U.S. officials said spy agencies are stepping up surveillance of Islamist-oriented elements among Libyan rebels. A government report circulated Tuesday said extremists were observed “strategizing” on Internet forums about how to set up an Islamist state in Libya after the regime of Col. Gadhafi is defeated.
Of course, there seem to be about as many strategies as there are jihadists:
A jihadist writing as Asuli Mutatari, stated on the Shumukh al-Islam Network forum that “the real war will be fought after the fall of the tyrant [Col. Gadhafi] and after the establishment of a transitional democratic system.
“After the awakening, we will fight those outside the [Islamic] law,” he stated.
Another forum posting urged Islamists to “quickly take control of cities with economic resources and strategic locations and establish Islamic courts there.”
A jihadist identified as Abu Abra’ al-Muqadas said the National Transitional Council must be neutralized because it will never allow anyone calling for an Islamic state to be part of the new government.
“They know that merely suggesting the application of Islamic law will cause Western countries to stop their support,” he said.
Another jihadist suggested liquidating the entire TNC, while still another told alleged “sleeper cells” trained by al-Qaeda to lie low for the time being to keep the United States in the dark about their existence. Others quite wisely recommended “the expulsion of foreign bases and reduction of foreign influence,” according to Gertz.

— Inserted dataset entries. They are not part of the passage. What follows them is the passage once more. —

// SPDX-License-Identifier: Apache-2.0
// Copyright 2025 Au-Zone Technologies

//! Closed value sets shared with the driver.
//!
//! Every enumeration here is validated by explicit membership in its `ALL`
//! list, never by comparing against the largest known discriminant, so a
//! value the driver does not know about can not slip through.

use crate::Error;
use espcam_sys as ffi;
use serde::{Serialize, Serializer};
use std::{fmt, str::FromStr};

macro_rules! named_enum {
    (
        $(#[$meta:meta])*
        $name:ident : $label:literal {
            $( $(#[$vmeta:meta])* $variant:ident = $raw:expr => $text:literal ),+ $(,)?
        }
    ) => {
        $(#[$meta])*
        #[derive(Debug, Clone, Copy, PartialEq, Eq, Hash, PartialOrd, Ord)]
        pub enum $name {
            $( $(#[$vmeta])* $variant ),+
        }

        impl $name {
            /// Every member, in driver order.
            pub const ALL: &'static [$name] = &[ $( $name::$variant ),+ ];

            /// Constant name exposed to bindings.
            pub fn name(self) -> &'static str {
                match self {
                    $( $name::$variant => $text ),+
                }
            }

            /// Value passed to the driver.
            pub fn raw(self) -> u32 {
                match self {
                    $( $name::$variant => $raw ),+
                }
            }

            /// Look up a member by its driver value.
            pub fn from_raw(raw: u32) -> Option<$name> {
                Self::ALL.iter().copied().find(|member| member.raw() == raw)
            }
        }

        impl TryFrom<i64> for $name {
            type Error = Error;

            fn try_from(value: i64) -> Result<Self, Self::Error> {
                u32::try_from(value)
                    .ok()
                    .and_then($name::from_raw)
                    .ok_or_else(|| Error::InvalidArgument(format!("Invalid {}: {}", $label, value)))
            }
        }

        impl FromStr for $name {
            type Err = Error;

            fn from_str(s: &str) -> Result<Self, Self::Err> {
                Self::ALL
                    .iter()
                    .copied()
                    .find(|member| member.name().eq_ignore_ascii_case(s))
                    .ok_or_else(|| Error::InvalidArgument(format!("Invalid {}: {}", $label, s)))
            }
        }

        impl fmt::Display for $name {
            fn fmt(&self, f: &mut fmt::Formatter) -> fmt::Result {
                f.write_str(self.name())
            }
        }

        impl Serialize for $name {
            fn serialize<S: Serializer>(&self, serializer: S) -> Result<S::Ok, S::Error> {
                serializer.serialize_str(self.name())
            }
        }
    };
}

named_enum! {
    /// Pixel format emitted by the sensor or requested from a conversion.
    PixelFormat: "pixel_format" {
        Rgb565 = ffi::pixformat_t_PIXFORMAT_RGB565 => "RGB565",
        Yuv422 = ffi::pixformat_t_PIXFORMAT_YUV422 => "YUV422",
        Yuv420 = ffi::pixformat_t_PIXFORMAT_YUV420 => "YUV420",
        Grayscale = ffi::pixformat_t_PIXFORMAT_GRAYSCALE => "GRAYSCALE",
        Jpeg = ffi::pixformat_t_PIXFORMAT_JPEG => "JPEG",
        Rgb888 = ffi::pixformat_t_PIXFORMAT_RGB888 => "RGB888",
        Raw = ffi::pixformat_t_PIXFORMAT_RAW => "RAW",
        Rgb444 = ffi::pixformat_t_PIXFORMAT_RGB444 => "RGB444",
        Rgb555 = ffi::pixformat_t_PIXFORMAT_RGB555 => "RGB555",
    }
}

named_enum! {
    /// Sensor output resolution, ordered from smallest to largest.
    FrameSize: "frame_size" {
        R96x96 = ffi::framesize_t_FRAMESIZE_96X96 => "R96X96",
        Qqvga = ffi::framesize_t_FRAMESIZE_QQVGA => "QQVGA",
        Qcif = ffi::framesize_t_FRAMESIZE_QCIF => "QCIF",
        Hqvga = ffi::framesize_t_FRAMESIZE_HQVGA => "HQVGA",
        R240x240 = ffi::framesize_t_FRAMESIZE_240X240 => "R240X240",
        Qvga = ffi::framesize_t_FRAMESIZE_QVGA => "QVGA",
        Cif = ffi::framesize_t_FRAMESIZE_CIF => "CIF",
        Hvga = ffi::framesize_t_FRAMESIZE_HVGA => "HVGA",
        Vga = ffi::framesize_t_FRAMESIZE_VGA => "VGA",
        Svga = ffi::framesize_t_FRAMESIZE_SVGA => "SVGA",
        Xga = ffi::framesize_t_FRAMESIZE_XGA => "XGA",
        Hd = ffi::framesize_t_FRAMESIZE_HD => "HD",
        Sxga = ffi::framesize_t_FRAMESIZE_SXGA => "SXGA",
        Uxga = ffi::framesize_t_FRAMESIZE_UXGA => "UXGA",
        Fhd = ffi::framesize_t_FRAMESIZE_FHD => "FHD",
        PortraitHd = ffi::framesize_t_FRAMESIZE_P_HD => "P_HD",
        Portrait3Mp = ffi::framesize_t_FRAMESIZE_P_3MP => "P_3MP",
        Qxga = ffi::framesize_t_FRAMESIZE_QXGA => "QXGA",
        Qhd = ffi::framesize_t_FRAMESIZE_QHD => "QHD",
        Wqxga = ffi::framesize_t_FRAMESIZE_WQXGA => "WQXGA",
        PortraitFhd = ffi::framesize_t_FRAMESIZE_P_FHD => "P_FHD",
        Qsxga = ffi::framesize_t_FRAMESIZE_QSXGA => "QSXGA",
    }
}

named_enum! {
    /// Frame buffer reuse policy under backpressure.
    GrabMode: "grab_mode" {
        /// Wait for a free slot before filling it.
        WhenEmpty = ffi::camera_grab_mode_t_CAMERA_GRAB_WHEN_EMPTY => "WHEN_EMPTY",
        /// Always hand out the newest frame, overwriting older ones.
        Latest = ffi::camera_grab_mode_t_CAMERA_GRAB_LATEST => "LATEST",
    }
}

named_enum! {
    /// Maximum automatic gain applied by the sensor.
    GainCeiling: "gainceiling" {
        X2 = ffi::gainceiling_t_GAINCEILING_2X => "2X",
        X4 = ffi::gainceiling_t_GAINCEILING_4X => "4X",
        X8 = ffi::gainceiling_t_GAINCEILING_8X => "8X",
        X16 = ffi::gainceiling_t_GAINCEILING_16X => "16X",
        X32 = ffi::gainceiling_t_GAINCEILING_32X => "32X",
        X64 = ffi::gainceiling_t_GAINCEILING_64X => "64X",
        X128 = ffi::gainceiling_t_GAINCEILING_128X => "128X",
    }
}

impl FrameSize {
    /// Width and height in pixels.
    pub fn resolution(self) -> (u32, u32) {
        match self {
            FrameSize::R96x96 => (96, 96),
            FrameSize::Qqvga => (160, 120),
            FrameSize::Qcif => (176, 144),
            FrameSize::Hqvga => (240, 176),
            FrameSize::R240x240 => (240, 240),
            FrameSize::Qvga => (320, 240),
            FrameSize::Cif => (400, 296),
            FrameSize::Hvga => (480, 320),
            FrameSize::Vga => (640, 480),
            FrameSize::Svga => (800, 600),
            FrameSize::Xga => (1024, 768),
            FrameSize::Hd => (1280, 720),
            FrameSize::Sxga => (1280, 1024),
            FrameSize::Uxga => (1600, 1200),
            FrameSize::Fhd => (1920, 1080),
            FrameSize::PortraitHd => (720, 1280),
            FrameSize::Portrait3Mp => (864, 1536),
            FrameSize::Qxga => (2048, 1536),
            FrameSize::Qhd => (2560, 1440),
            FrameSize::Wqxga => (2560, 1600),
            FrameSize::PortraitFhd => (1080, 1920),
            FrameSize::Qsxga => (2560, 1920),
        }
    }

    pub fn width(self) -> u32 {
        self.resolution().0
    }

    pub fn height(self) -> u32 {
        self.resolution().1
    }
}

impl PixelFormat {
    /// Bytes per pixel for uncompressed formats, `None` for JPEG and RAW.
    pub fn bytes_per_pixel(self) -> Option<usize> {
        match self {
            PixelFormat::Grayscale => Some(1),
            PixelFormat::Rgb565
            | PixelFormat::Yuv422
            | PixelFormat::Rgb444
            | PixelFormat::Rgb555 => Some(2),
            PixelFormat::Rgb888 => Some(3),
            PixelFormat::Yuv420 | PixelFormat::Jpeg | PixelFormat::Raw => None,
        }
    }

    pub fn is_compressed(self) -> bool {
        self == PixelFormat::Jpeg
    }
}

In short, there is a lot of talk on the Internet, but how much of it will translate into action remains to be seen. The government’s report, Gertz notes, “said the jihadists’ strength and influence on the ground ‘are uncertain at this time.’”
However, the report said the jihadist plotting coincided with the high-profile emergence of Abu Abdallah al-Sadiq, a former leader of the al Qaeda-linked Libyan Islamic Fighting Group (LIFG) and now a leading rebel. He is currently known as Abdel Hakim al-Khulidi Belhaj and led rebels in overrunning Col. Gadhafi’s Tripoli compound.
This would be the same Abdel Hakim al-Khulidi Belhaj that, as TNA reported September 3, the Central Intelligence Agency rendered to Gadhafi several years ago and who says he was tortured by CIA agents in Bangkok and then spent six years in solitary confinement in Libya. The United States has good reason, therefore, to fear the rise of such a man. Though Belhaj’s faction of LIFG appears to have ceased supporting al-Qaeda, Gertz writes, “there are concerns that some LIFG members remain committed to al Qaeda and others may be temporarily renouncing their ties to the terrorist group for ‘show.’”
Why was the report leaked to Gertz? One possibility is that the Obama administration wants to make certain that Americans don’t get the idea that U.S. personnel can return home now that Gadhafi has been removed from power. If jihadists are likely to take over in the absence of foreign powers, then those foreign powers will just have to stay indefinitely — the same excuse given for keeping U.S. troops in Afghanistan through at least 2024.
Another possible explanation for the leaking of the report is that a faction within the government that opposes the Libyan intervention is trying to convince the public how poorly thought out the whole mission was. Many critics have been saying the same thing from the war’s outset, noting in late March that the rebels’ ranks were peppered with al-Qaeda members and that a positive outcome of the war, even assuming Gadhafi could be ousted, was by no means certain.
Given the proposed constitution, the leadership role of Belhaj, the potential for a jihadist takeover, and — as the Associated Press reports — the rebels’ rounding up of black Africans without due process of law, Libya appears to be little more hospitable to liberty and human rights now than it was when Gadhafi still held the reins. In other words, it’s Iraq and Afghanistan all over again, only — one hopes — on a much smaller scale.
Barack Obama thought that, as an enlightened liberal, he could make humanitarian intervention work where the self-proclaimed “compassionate conservative” George W. Bush had failed. The problem, however, lay not with the person in charge of the policy but with the policy itself.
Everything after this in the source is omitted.